The way movies are displayed are changing, but did anyone notice?

At CinemaCon this week “Sony demonstrated a modular solution that stacks the company’s ultrafine LEDs in a unique surface mounting structure that serves as its light source. Each unit is 16 inches by 18 inches. The display at CinemaCon used 72 of these units in a 12-by-6 configuration to build a 16-foot-by-9-foot screen.” The result is apparently stunning and will revolutionize the quality of image we see on screen in the future.

For many movie goers, this should come as a surprise that movie theaters and still using projectors instead of some sort of ambiguous other technology. These LED laser screens will completely replace the projector once they come to market and will not only improve quality but also create a more immersive movie-going  experience.

Meanwhile Samsung in Las Vegas “debuted the Samsung Cinema Screen which is 445 type (10.3×5.4m) using 96 LED cabinets that accommodates the modern theatre dimensions, delivering magnificent picture quality at 4K resolution (4,096 x 2,160 pixels). Thanks to the direct-lit LED tech powering the display, the cinema screen has the capacity to offer peak brightness levels nearly 10 times higher than standard cinema projectors (a maximum of 500 nits), allowing to show on-screen contents in not only dark rooms but also brighter surroundings. As the first-ever theater-sized High Dynamic Range LED display, which is the next-generation core visual image technology, the Samsung Cinema Screen promises unprecedented picture quality with much higher contrast ranges.” The Samsung LED screen seems relatively similar to the Sony one, but Samsung has reached a deal with theaters to test out these screens and Samsung’s screen reduces the amount of money the theater needs to spend on redoing their theater to accommodate the new technology. It seems like Samsung has a leg up on the Sony technology.

The one theater in charge of this laser projection charge is Barco. They are a “digital cinema leader” and  has “the largest portfolio of laser projectors in the industry. Today, more than 50 theaters have become all-laser multiplexes – tripling the number in less than a year – by utilizing a combination of Barco Flagship Laser and Smart Laser projectors”. It is unclear whether or not Barco is involved with Samsung or Sony, or these three are all competitors in the laser projection market. More competitors are good for theaters, as that reduces the price of these new screens, and more theaters will be able to make the change.

According to Barco’s VP of Cinema, changing to laser projecting screens will be 100% worth it as the lasers are more cost effective that regular projecting, save energy, and will bring in the money.

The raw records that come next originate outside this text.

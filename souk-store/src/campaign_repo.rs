use async_trait::async_trait;
use souk_core::repository::{CampaignRepository, RepoResult, WriteUnit};
use souk_shared::models::{Branch, Business, Campaign, Offer, OfferMedia, OfferMetrics, OfferRule};
use sqlx::{PgPool, Postgres, Transaction};
use tracing::debug;
use uuid::Uuid;

use crate::rows::{BranchRow, BusinessRow, CampaignRow, OfferRow, OFFER_COLUMNS};

pub struct PostgresCampaignRepository {
    pub pool: PgPool,
}

#[async_trait]
impl CampaignRepository for PostgresCampaignRepository {
    async fn find_business_for_owner(&self, owner_id: Uuid) -> RepoResult<Option<Business>> {
        let row = sqlx::query_as::<_, BusinessRow>(
            "SELECT id, owner_id, business_name, logo_url, created_at
             FROM businesses
             WHERE owner_id = $1
             ORDER BY created_at ASC, id ASC
             LIMIT 1",
        )
        .bind(owner_id)
        .fetch_optional(&self.pool)
        .await?;

        Ok(row.map(Business::from))
    }

    async fn find_branch(&self, branch_id: Uuid) -> RepoResult<Option<Branch>> {
        let row = sqlx::query_as::<_, BranchRow>(
            "SELECT id, business_id, branch_name, city, is_active
             FROM business_branches WHERE id = $1",
        )
        .bind(branch_id)
        .fetch_optional(&self.pool)
        .await?;

        Ok(row.map(Branch::from))
    }

    async fn list_branches(&self, business_id: Uuid) -> RepoResult<Vec<Branch>> {
        let rows = sqlx::query_as::<_, BranchRow>(
            "SELECT id, business_id, branch_name, city, is_active
             FROM business_branches
             WHERE business_id = $1
             ORDER BY created_at ASC, id ASC",
        )
        .bind(business_id)
        .fetch_all(&self.pool)
        .await?;

        Ok(rows.into_iter().map(Branch::from).collect())
    }

    async fn list_follower_ids(&self, business_id: Uuid) -> RepoResult<Vec<Uuid>> {
        let ids = sqlx::query_scalar::<_, Uuid>(
            "SELECT user_id FROM user_followed_businesses WHERE business_id = $1",
        )
        .bind(business_id)
        .fetch_all(&self.pool)
        .await?;

        Ok(ids)
    }

    async fn get_campaign(&self, id: Uuid) -> RepoResult<Option<Campaign>> {
        let row = sqlx::query_as::<_, CampaignRow>(
            "SELECT id, business_id, name, start_date, end_date, created_by, created_at
             FROM campaigns WHERE id = $1",
        )
        .bind(id)
        .fetch_optional(&self.pool)
        .await?;

        Ok(row.map(Campaign::from))
    }

    async fn list_campaign_offers(&self, campaign_id: Uuid) -> RepoResult<Vec<Offer>> {
        let sql = format!(
            "SELECT {OFFER_COLUMNS} FROM offers o
             WHERE o.campaign_id = $1
             ORDER BY o.created_at ASC, o.id ASC"
        );
        let rows = sqlx::query_as::<_, OfferRow>(&sql)
            .bind(campaign_id)
            .fetch_all(&self.pool)
            .await?;

        Ok(rows
            .into_iter()
            .map(Offer::try_from)
            .collect::<Result<Vec<_>, _>>()?)
    }

    async fn toggle_offer_status(&self, offer_id: Uuid) -> RepoResult<Option<Offer>> {
        let sql = format!(
            "UPDATE offers AS o
             SET status = CASE o.status WHEN 'active' THEN 'paused' ELSE 'active' END
             WHERE o.id = $1
             RETURNING {OFFER_COLUMNS}"
        );
        let row = sqlx::query_as::<_, OfferRow>(&sql)
            .bind(offer_id)
            .fetch_optional(&self.pool)
            .await?;

        Ok(row.map(Offer::try_from).transpose()?)
    }

    async fn begin(&self) -> RepoResult<Box<dyn WriteUnit>> {
        let tx = self.pool.begin().await?;
        Ok(Box::new(PgWriteUnit { tx }))
    }
}

/// Write unit backed by one Postgres transaction. Dropping it uncommitted
/// rolls the transaction back.
pub struct PgWriteUnit {
    tx: Transaction<'static, Postgres>,
}

#[async_trait]
impl WriteUnit for PgWriteUnit {
    async fn insert_branch(&mut self, branch: &Branch) -> RepoResult<()> {
        sqlx::query(
            "INSERT INTO business_branches (id, business_id, branch_name, city, is_active)
             VALUES ($1, $2, $3, $4, $5)",
        )
        .bind(branch.id)
        .bind(branch.business_id)
        .bind(&branch.branch_name)
        .bind(&branch.city)
        .bind(branch.is_active)
        .execute(&mut *self.tx)
        .await?;
        Ok(())
    }

    async fn insert_campaign(&mut self, campaign: &Campaign) -> RepoResult<()> {
        sqlx::query(
            "INSERT INTO campaigns (id, business_id, name, start_date, end_date, created_by, created_at)
             VALUES ($1, $2, $3, $4, $5, $6, $7)",
        )
        .bind(campaign.id)
        .bind(campaign.business_id)
        .bind(&campaign.name)
        .bind(campaign.start_date)
        .bind(campaign.end_date)
        .bind(campaign.created_by)
        .bind(campaign.created_at)
        .execute(&mut *self.tx)
        .await?;
        Ok(())
    }

    async fn insert_offer(&mut self, offer: &Offer) -> RepoResult<()> {
        sqlx::query(
            "INSERT INTO offers
                (id, branch_id, campaign_id, title, description, status, start_date, end_date, created_by, created_at)
             VALUES ($1, $2, $3, $4, $5, $6, $7, $8, $9, $10)",
        )
        .bind(offer.id)
        .bind(offer.branch_id)
        .bind(offer.campaign_id)
        .bind(&offer.title)
        .bind(&offer.description)
        .bind(offer.status.to_string())
        .bind(offer.start_date)
        .bind(offer.end_date)
        .bind(offer.created_by)
        .bind(offer.created_at)
        .execute(&mut *self.tx)
        .await?;
        Ok(())
    }

    async fn insert_rule(&mut self, rule: &OfferRule) -> RepoResult<()> {
        sqlx::query(
            "INSERT INTO offer_rules
                (id, offer_id, rule_type, discount_value, buy_quantity, get_quantity,
                 min_purchase_amount, max_discount_amount, conditions)
             VALUES ($1, $2, $3, $4, $5, $6, $7, $8, $9)",
        )
        .bind(rule.id)
        .bind(rule.offer_id)
        .bind(rule.rule_type.as_str())
        .bind(rule.discount_value)
        .bind(rule.buy_quantity)
        .bind(rule.get_quantity)
        .bind(rule.min_purchase_amount)
        .bind(rule.max_discount_amount)
        .bind(&rule.conditions)
        .execute(&mut *self.tx)
        .await?;
        Ok(())
    }

    async fn insert_media(&mut self, media: &OfferMedia) -> RepoResult<()> {
        sqlx::query(
            "INSERT INTO offer_media (id, offer_id, image_url, sort_order)
             VALUES ($1, $2, $3, $4)",
        )
        .bind(media.id)
        .bind(media.offer_id)
        .bind(&media.image_url)
        .bind(media.sort_order)
        .execute(&mut *self.tx)
        .await?;
        Ok(())
    }

    async fn insert_metrics(&mut self, metrics: &OfferMetrics) -> RepoResult<()> {
        sqlx::query(
            "INSERT INTO offer_metrics (offer_id, views, clicks, claims, saves, shares, last_updated)
             VALUES ($1, $2, $3, $4, $5, $6, $7)
             ON CONFLICT (offer_id) DO NOTHING",
        )
        .bind(metrics.offer_id)
        .bind(metrics.views)
        .bind(metrics.clicks)
        .bind(metrics.claims)
        .bind(metrics.saves)
        .bind(metrics.shares)
        .bind(metrics.last_updated)
        .execute(&mut *self.tx)
        .await?;
        Ok(())
    }

    async fn commit(self: Box<Self>) -> RepoResult<()> {
        self.tx.commit().await?;
        debug!("Write unit committed");
        Ok(())
    }

    async fn rollback(self: Box<Self>) -> RepoResult<()> {
        self.tx.rollback().await?;
        Ok(())
    }
}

Also surprising, is that viewers seemed to notice the difference. “According to Barco’s research, 95 percent of moviegoers who’ve seen a movie with laser projection rated the image quality as “excellent.” Two-thirds said that they would go to the cinema more often because of laser. And three-fourths said they would pay more for it.” So in the end, the theater end of the industry seems to embrace this new technology in hopes that it will bring more people in and more people coming back again and again to spend their money.